Tags / links to resources / technology discussed, related to this session:


Discussion notes, key understandings, outstanding questions, observations, and, if appropriate to this discussion: action items, next steps:

The DID Method rubric came out of the discussion out of “what was a decentralized identifier”. We couldn’t agree on a common definition that was suitable for everyone.

“DID as a format that combines both issuer and identifier. Method is kind of issuer, or the domain in which this credential is unique. There’s value in that structure regardless of whether it’s decentralized. There’s potentially a lot of value here even if they’re not decentralized, and we’d like to let them still use the `did:` prefix.” - George


DIDs have 3 columns:

  • Sovereign system:
    • Ethereum
    • Bitcoin
    • Mastercard
    • “We will manage our data how we want to!!!”
  • Apps: can use decentralized identifiers to verify actions taken on sovereign systems
    • Banks
    • Messengers
  • Resolvers
    • Can verify a DID and retrieve DID documents. Ideally resolvers are run by apps and are open-source


Running it on PREM is most trustworthy than AWS?

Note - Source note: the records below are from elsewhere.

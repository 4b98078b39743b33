//! Sparse feature encoding of model inputs
//!
//! Inputs are turned into a list of `(index, value)` nodes with 1-based,
//! strictly increasing indices, closed by a terminator node with index `-1`.
//! The encoder hands out an owned vector of exactly the right length, so
//! callers never size a buffer themselves.

use std::slice;

use ndarray::Array1;

use crate::sample::Point;

/// Index of the node closing every feature vector
pub const TERMINATOR: i32 = -1;

/// A single `(index, value)` entry of a feature vector
#[derive(Debug, Clone, Copy, PartialEq)]
pub struct FeatureNode {
    pub index: i32,
    pub value: f64,
}

impl FeatureNode {
    pub fn new(index: i32, value: f64) -> Self {
        FeatureNode { index, value }
    }

    pub fn terminator() -> Self {
        FeatureNode {
            index: TERMINATOR,
            value: 0.0,
        }
    }

    pub fn is_terminator(&self) -> bool {
        self.index == TERMINATOR
    }
}

/// Terminated list of feature nodes
#[derive(Debug, Clone, PartialEq)]
pub struct FeatureVector {
    nodes: Vec<FeatureNode>,
}

impl FeatureVector {
    /// Build a feature vector from `(index, value)` pairs and append the terminator
    ///
    /// # Panics
    ///
    /// If the indices are not 1-based and strictly increasing.
    pub fn from_pairs<I: IntoIterator<Item = (i32, f64)>>(pairs: I) -> Self {
        let iter = pairs.into_iter();
        let mut nodes = Vec::with_capacity(iter.size_hint().0 + 1);
        let mut last = 0;
        for (index, value) in iter {
            assert!(
                index > last,
                "feature indices must be 1-based and strictly increasing, got {} after {}",
                index,
                last
            );
            last = index;
            nodes.push(FeatureNode::new(index, value));
        }
        nodes.push(FeatureNode::terminator());

        FeatureVector { nodes }
    }

    /// Number of nodes, terminator included
    pub fn len(&self) -> usize {
        self.nodes.len()
    }

    /// A feature vector always holds its terminator
    pub fn is_empty(&self) -> bool {
        false
    }

    pub fn nodes(&self) -> &[FeatureNode] {
        &self.nodes
    }

    pub fn iter(&self) -> slice::Iter<'_, FeatureNode> {
        self.nodes.iter()
    }

    /// Nodes carrying a value, i.e. everything before the terminator
    pub fn features(&self) -> &[FeatureNode] {
        &self.nodes[..self.nodes.len() - 1]
    }

    /// Scatter the nodes into a dense row of length `ndim`
    ///
    /// Node `i` lands in column `i - 1`, columns without a node stay zero and
    /// nodes beyond `ndim` are dropped.
    pub fn to_dense(&self, ndim: usize) -> Array1<f64> {
        let mut row = Array1::zeros(ndim);
        for node in self.features() {
            let col = (node.index - 1) as usize;
            if col < ndim {
                row[col] = node.value;
            }
        }

        row
    }
}

impl<'a> IntoIterator for &'a FeatureVector {
    type Item = &'a FeatureNode;
    type IntoIter = slice::Iter<'a, FeatureNode>;

    fn into_iter(self) -> Self::IntoIter {
        self.nodes.iter()
    }
}

/// Turns a model input into a feature vector
pub trait Encoder<I> {
    /// Number of real features produced for every input
    fn ndim(&self) -> usize;

    /// Length of the encoded vector for `input`, terminator included
    fn nfeatures(&self, input: &I) -> usize;

    fn encode(&self, input: &I) -> FeatureVector;

    fn feature_names(&self) -> Vec<String> {
        (1..=self.ndim()).map(|i| format!("feature {}", i)).collect()
    }
}

/// Encodes a point as `[(1, x), (2, y), (-1, _)]`
#[derive(Debug, Clone, Copy, Default, PartialEq)]
pub struct PlanarEncoder;

impl Encoder<Point> for PlanarEncoder {
    fn ndim(&self) -> usize {
        2
    }

    fn nfeatures(&self, _input: &Point) -> usize {
        3
    }

    fn encode(&self, input: &Point) -> FeatureVector {
        FeatureVector::from_pairs(vec![(1, input.x), (2, input.y)])
    }

    fn feature_names(&self) -> Vec<String> {
        vec!["x".to_string(), "y".to_string()]
    }
}
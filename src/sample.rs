//! Planar samples and their conversion into `linfa` datasets

use std::iter::FromIterator;
use std::ops::Index;
use std::slice;
use std::vec;

use linfa::Dataset;
use ndarray::{Array1, Array2, Ix1};

use crate::encoding::Encoder;

#[cfg(feature = "serde")]
use serde_crate::{Deserialize, Serialize};

/// A coordinate in the plane
#[cfg_attr(
    feature = "serde",
    derive(Serialize, Deserialize),
    serde(crate = "serde_crate")
)]
#[derive(Debug, Clone, Copy, PartialEq, Default)]
pub struct Point {
    pub x: f64,
    pub y: f64,
}

impl Point {
    pub fn new(x: f64, y: f64) -> Self {
        Point { x, y }
    }
}

impl From<(f64, f64)> for Point {
    fn from((x, y): (f64, f64)) -> Self {
        Point { x, y }
    }
}

/// An observed output `z` at a given point
#[cfg_attr(
    feature = "serde",
    derive(Serialize, Deserialize),
    serde(crate = "serde_crate")
)]
#[derive(Debug, Clone, Copy, PartialEq)]
pub struct Sample {
    pub input: Point,
    pub output: f64,
}

impl Sample {
    pub fn new(input: Point, output: f64) -> Self {
        Sample { input, output }
    }
}

/// Ordered collection of samples
///
/// The order of samples does not influence training, but it fixes how
/// cross-validation folds are assigned. A set is never partially mutated;
/// phases that need fresh data replace it as a whole.
#[cfg_attr(
    feature = "serde",
    derive(Serialize, Deserialize),
    serde(crate = "serde_crate")
)]
#[derive(Debug, Clone, PartialEq, Default)]
pub struct SampleSet {
    samples: Vec<Sample>,
}

impl SampleSet {
    pub fn new(samples: Vec<Sample>) -> Self {
        SampleSet { samples }
    }

    pub fn len(&self) -> usize {
        self.samples.len()
    }

    pub fn is_empty(&self) -> bool {
        self.samples.is_empty()
    }

    pub fn iter(&self) -> slice::Iter<'_, Sample> {
        self.samples.iter()
    }

    pub fn as_slice(&self) -> &[Sample] {
        &self.samples
    }

    /// Outputs in sample order
    pub fn targets(&self) -> Array1<f64> {
        self.samples.iter().map(|s| s.output).collect()
    }

    /// Encode every input into a dense record matrix with shape `(n_samples, ndim)`
    ///
    /// `ndim` is the number of real features, i.e. the encoded length without
    /// the terminating node.
    pub fn records<E: Encoder<Point>>(&self, encoder: &E) -> Array2<f64> {
        let ndim = encoder.ndim();
        let mut records = Array2::zeros((self.samples.len(), ndim));
        for (mut row, sample) in records.rows_mut().into_iter().zip(self.samples.iter()) {
            row.assign(&encoder.encode(&sample.input).to_dense(ndim));
        }

        records
    }

    /// Build a `linfa` dataset, one row per sample in sample order
    pub fn to_dataset<E: Encoder<Point>>(&self, encoder: &E) -> Dataset<f64, f64, Ix1> {
        Dataset::new(self.records(encoder), self.targets())
            .with_feature_names(encoder.feature_names())
    }
}

impl From<Vec<Sample>> for SampleSet {
    fn from(samples: Vec<Sample>) -> Self {
        SampleSet { samples }
    }
}

impl FromIterator<Sample> for SampleSet {
    fn from_iter<I: IntoIterator<Item = Sample>>(iter: I) -> Self {
        SampleSet {
            samples: iter.into_iter().collect(),
        }
    }
}

impl IntoIterator for SampleSet {
    type Item = Sample;
    type IntoIter = vec::IntoIter<Sample>;

    fn into_iter(self) -> Self::IntoIter {
        self.samples.into_iter()
    }
}

impl<'a> IntoIterator for &'a SampleSet {
    type Item = &'a Sample;
    type IntoIter = slice::Iter<'a, Sample>;

    fn into_iter(self) -> Self::IntoIter {
        self.samples.iter()
    }
}

impl Index<usize> for SampleSet {
    type Output = Sample;

    fn index(&self, idx: usize) -> &Sample {
        &self.samples[idx]
    }
}
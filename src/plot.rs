//! Gnuplot scripts of scalar fields over the plane
//!
//! The script draws a surface from inline data: a header of `set` directives,
//! one block of `x y z` lines per scan-line with blank lines in between, and the
//! `e` marker closing the data.

use std::fs::File;
use std::io::{self, BufWriter, Write};
use std::path::Path;

use log::info;

use crate::error::{Result, SvrError};
use crate::sample::Point;

/// Largest number of points accepted on each axis
pub const MAX_POINTS_PER_AXIS: usize = 10_000;

/// Regular grid, identical on both axes
#[derive(Debug, Clone, Copy, PartialEq)]
pub struct PlotGrid {
    min: f64,
    step: f64,
    npoints: usize,
}

impl PlotGrid {
    pub fn new(min: f64, max: f64, step: f64) -> Result<Self> {
        if !min.is_finite() || !max.is_finite() || max < min {
            return Err(SvrError::InvalidPlotGrid(format!(
                "range [{}, {}] is empty",
                min, max
            )));
        }
        if !step.is_finite() || step <= 0.0 {
            return Err(SvrError::InvalidPlotGrid(format!(
                "step should be positive, but is {}",
                step
            )));
        }

        let intervals = ((max - min) / step + 1e-9).floor();
        if !intervals.is_finite() || intervals >= MAX_POINTS_PER_AXIS as f64 {
            return Err(SvrError::InvalidPlotGrid(format!(
                "step {} over [{}, {}] gives more than {} points per axis",
                step, min, max, MAX_POINTS_PER_AXIS
            )));
        }

        Ok(PlotGrid {
            min,
            step,
            npoints: intervals as usize + 1,
        })
    }

    /// The unit square `[-1, 1]` sampled every `0.04`
    pub fn unit() -> Self {
        PlotGrid {
            min: -1.0,
            step: 0.04,
            npoints: 51,
        }
    }

    /// Number of points on each axis, both bounds included
    pub fn npoints(&self) -> usize {
        self.npoints
    }

    pub fn coords(&self) -> impl Iterator<Item = f64> {
        let PlotGrid { min, step, .. } = *self;
        (0..self.npoints()).map(move |i| min + i as f64 * step)
    }
}

/// Write a gnuplot script of `field` evaluated over `grid`
pub fn write_plot<W, F>(mut writer: W, title: &str, grid: &PlotGrid, mut field: F) -> io::Result<()>
where
    W: Write,
    F: FnMut(&Point) -> f64,
{
    writeln!(writer, "set hidden3d")?;
    writeln!(writer, "set title \"{}\"", title.replace('"', "\\\""))?;
    writeln!(writer, "set view 41,45")?;
    writeln!(writer, "set xlabel \"x\"")?;
    writeln!(writer, "set ylabel \"y\"")?;
    writeln!(writer, "set zlabel \"z\"")?;
    writeln!(writer, "set ticslevel 0")?;
    writeln!(writer, "splot '-' using 1:2:3 with lines notitle")?;

    for (row, x) in grid.coords().enumerate() {
        if row > 0 {
            writeln!(writer)?;
        }
        for y in grid.coords() {
            let z = field(&Point::new(x, y));
            writeln!(writer, "{} {} {}", x, y, z)?;
        }
    }
    writeln!(writer, "e")?;

    writer.flush()
}

/// Create `path` and write the script of `field` into it
pub fn write_plot_file<P, F>(path: P, title: &str, grid: &PlotGrid, field: F) -> Result<()>
where
    P: AsRef<Path>,
    F: FnMut(&Point) -> f64,
{
    let path = path.as_ref();
    let file = File::create(path)?;
    write_plot(BufWriter::new(file), title, grid, field)?;
    info!("gnuplot file \"{}\" generated", path.display());

    Ok(())
}
//! Learn a height map from a table of `z x y` samples
//!
//! The samples are loaded from a text file, optionally down-sampled, and an
//! epsilon-SVR is fitted on them. The model is saved, loaded back and scored
//! again on a second table, or on the training samples when none is given.
//!
//! ```bash
//! $ cargo run --release --bin map-model -- dataset_100 --downsample 50
//! $ gnuplot -p mapmodel.plot
//! ```

use std::error::Error;
use std::path::PathBuf;
use std::process::ExitCode;

use clap::Parser;
use linfa::ParamGuard;
use log::{error, info};
use svrkit::plot::write_plot_file;
use svrkit::{risk, PlanarEncoder, PlotGrid, Predictor, SvrLearner, SvrParams};
use svrkit_datasets::{load, LoaderParams};
use svrkit_demos::{init_logging, parse_args, report_risk};

#[derive(Parser)]
#[command(version, about = "Fit an epsilon-SVR on a table of z x y samples")]
struct Cli {
    /// Text file with one `z x y` sample per line
    #[arg(value_name = "DATA_FILE")]
    data_file: PathBuf,
    /// Keep only every STRIDE-th sample of the data file
    #[arg(long, value_name = "STRIDE")]
    downsample: Option<usize>,
    /// Where the down-sampled copy is written
    #[arg(long, value_name = "PATH", requires = "downsample")]
    side_file: Option<PathBuf>,
    /// Second table used to score the reloaded model
    #[arg(long, value_name = "PATH")]
    validation: Option<PathBuf>,
    /// Directory receiving the plot script and the model
    #[arg(long, value_name = "DIR", default_value = ".")]
    output_dir: PathBuf,
    /// Number of cross-validation folds
    #[arg(long, default_value_t = 10)]
    folds: usize,
}

fn run(cli: Cli) -> Result<(), Box<dyn Error>> {
    let mut params = LoaderParams::new();
    if let Some(stride) = cli.downsample {
        params = params.downsample(stride);
    }
    if let Some(side_file) = &cli.side_file {
        params = params.side_file(side_file);
    }

    let mut samples = load(&cli.data_file, &params)?;
    println!("There are {} samples", samples.len());

    let learner = SvrLearner::new(SvrParams::new().check()?);
    info!("learning...");
    let f = learner.fit(&samples)?;

    let grid = PlotGrid::new(-5.0, 5.0, 0.1)?;
    let out = &cli.output_dir;
    write_plot_file(out.join("mapmodel.plot"), "SVM model of the 3D map", &grid, |p| {
        f.predict(p)
    })?;

    println!();
    println!("There are {} support vectors.", f.nsupport());

    let empirical = risk::empirical(&f, &samples)?;
    report_risk("Empirical quadratic risk", empirical);

    let estimation = risk::cross_validation(&learner, &samples, cli.folds)?;
    report_risk("Real quadratic risk estimation", estimation.mean());

    let model = out.join("f.pred");
    f.save(&model)?;
    let g = Predictor::load(&model, PlanarEncoder)?;

    samples = match &cli.validation {
        Some(path) => load(path, &LoaderParams::new())?,
        None => {
            info!("no validation table given, scoring the training samples");
            samples
        }
    };
    let reloaded = risk::empirical(&g, &samples)?;
    report_risk("Empirical risk (loaded predictor)", reloaded);

    Ok(())
}

fn main() -> ExitCode {
    init_logging();
    let cli = match parse_args::<Cli>() {
        Ok(cli) => cli,
        Err(code) => return code,
    };

    match run(cli) {
        Ok(()) => ExitCode::SUCCESS,
        Err(err) => {
            error!("{}", err);
            ExitCode::FAILURE
        }
    }
}
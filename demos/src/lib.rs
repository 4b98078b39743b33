//! Helpers shared by the demonstration programs

use std::convert::TryFrom;
use std::process::ExitCode;

use clap::Parser;
use env_logger::Env;
use svrkit_datasets::generate::MIN_SAMPLES;

/// Log to stderr, `RUST_LOG` defaults to `info`
pub fn init_logging() {
    env_logger::Builder::from_env(Env::default().default_filter_or("info")).init();
}

/// Parse the command line
///
/// Usage errors are printed and turned into exit code 1, `--help` and
/// `--version` into a successful exit.
pub fn parse_args<C: Parser>() -> Result<C, ExitCode> {
    C::try_parse().map_err(|err| {
        let _ = err.print();
        if err.use_stderr() {
            ExitCode::FAILURE
        } else {
            ExitCode::SUCCESS
        }
    })
}

/// Requested number of samples, raised to [`MIN_SAMPLES`]
pub fn sample_count(requested: i64) -> usize {
    usize::try_from(requested).unwrap_or(0).max(MIN_SAMPLES)
}

/// Print a quadratic risk along with its root
pub fn report_risk(label: &str, risk: f64) {
    println!("{:>34} : {}", label, risk);
    println!("{:>34} : {}", "i.e. error", risk.sqrt());
}
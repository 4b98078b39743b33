use linfa::ParamGuard;
use svrkit::{KernelKind, SvrParams};

#[test]
#[should_panic]
fn c_cannot_be_zero() {
    SvrParams::new().c(0.).check_unwrap();
}

#[test]
#[should_panic]
fn c_cannot_be_negative() {
    SvrParams::new().c(-1.).check_unwrap();
}

#[test]
#[should_panic]
fn epsilon_cannot_be_negative() {
    SvrParams::new().epsilon(-0.05).check_unwrap();
}

#[test]
#[should_panic]
fn tolerance_has_to_be_positive() {
    SvrParams::new().tolerance(0.).check_unwrap();
}

#[test]
#[should_panic]
fn gamma_has_to_be_positive() {
    SvrParams::new().rbf(0.).check_unwrap();
}

#[test]
fn other_kernels_are_accepted() {
    let linear = SvrParams::new().kernel(KernelKind::Linear).check_unwrap();
    assert_eq!(linear.kernel(), KernelKind::Linear);

    let poly = SvrParams::new()
        .kernel(KernelKind::Polynomial {
            constant: 1.,
            degree: 3.,
        })
        .check_unwrap();
    assert_eq!(
        poly.kernel(),
        KernelKind::Polynomial {
            constant: 1.,
            degree: 3.
        }
    );
}
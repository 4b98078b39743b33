//! `svrkit` fits epsilon support vector regressions on planar samples.
//!
//! The heavy lifting (the SMO solver, kernels, folds and regression metrics) is
//! done by [`linfa`](https://crates.io/crates/linfa) and
//! [`linfa-svm`](https://crates.io/crates/linfa-svm). This crate adds the glue
//! around them:
//!
//! * [`SampleSet`]s of `(x, y) -> z` samples and their sparse [`encoding`],
//! * checked hyper-parameters in [`SvrParams`],
//! * a [`SvrLearner`] producing [`Predictor`]s that can be saved and loaded,
//! * empirical and cross-validated quadratic [`risk`],
//! * gnuplot scripts of any field over the plane in [`plot`].
//!
//! Sample sources, a synthetic oracle and a tabular file loader, live in the
//! `svrkit-datasets` crate.
//!
//! ## Example
//!
//! ```no_run
//! use linfa::ParamGuard;
//! use svrkit::prelude::*;
//!
//! # fn main() -> svrkit::Result<()> {
//! let samples: SampleSet = (0..100)
//!     .map(|i| {
//!         let x = i as f64 / 100.0;
//!         Sample::new(Point::new(x, 1.0 - x), x * x)
//!     })
//!     .collect();
//!
//! let learner = SvrLearner::new(SvrParams::new().c(10.0).check()?);
//! let predictor = learner.fit(&samples)?;
//!
//! println!("empirical risk {}", risk::empirical(&predictor, &samples)?);
//! println!("cross-validated risk {}", risk::cross_validation(&learner, &samples, 10)?.mean());
//! # Ok(())
//! # }
//! ```

pub mod encoding;
pub mod error;
mod hyperparams;
mod learner;
pub mod plot;
pub mod prelude;
pub mod risk;
mod sample;

pub use encoding::{Encoder, FeatureNode, FeatureVector, PlanarEncoder};
pub use error::{Result, SvrError};
pub use hyperparams::{KernelKind, SvrParams, SvrValidParams};
pub use learner::{Predictor, SvrLearner};
pub use plot::PlotGrid;
pub use sample::{Point, Sample, SampleSet};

Sometimes you care about reliability, sometimes you care about anti-censorship


Criteria rubric for DID systems https://www.w3.org/TR/did-rubric/#the-criteria


Evaluators need to disclose how they evaluate dids

How is the did-rubric updated?

It’s now an informal registry. As a registry, there is a registration process and it will explain how to make a pull request.

In evaluations, there needs to be a use case specified to understand the use case specification.

Implementations are ignored for the case of evaluations. Internet has a lot of vulnerabilities


Who are the users of the did method evaluations?

  • It’s organizations that need to evaluate these did method implementors
  • But also customers who are going to use these did methods and wants to choose a method.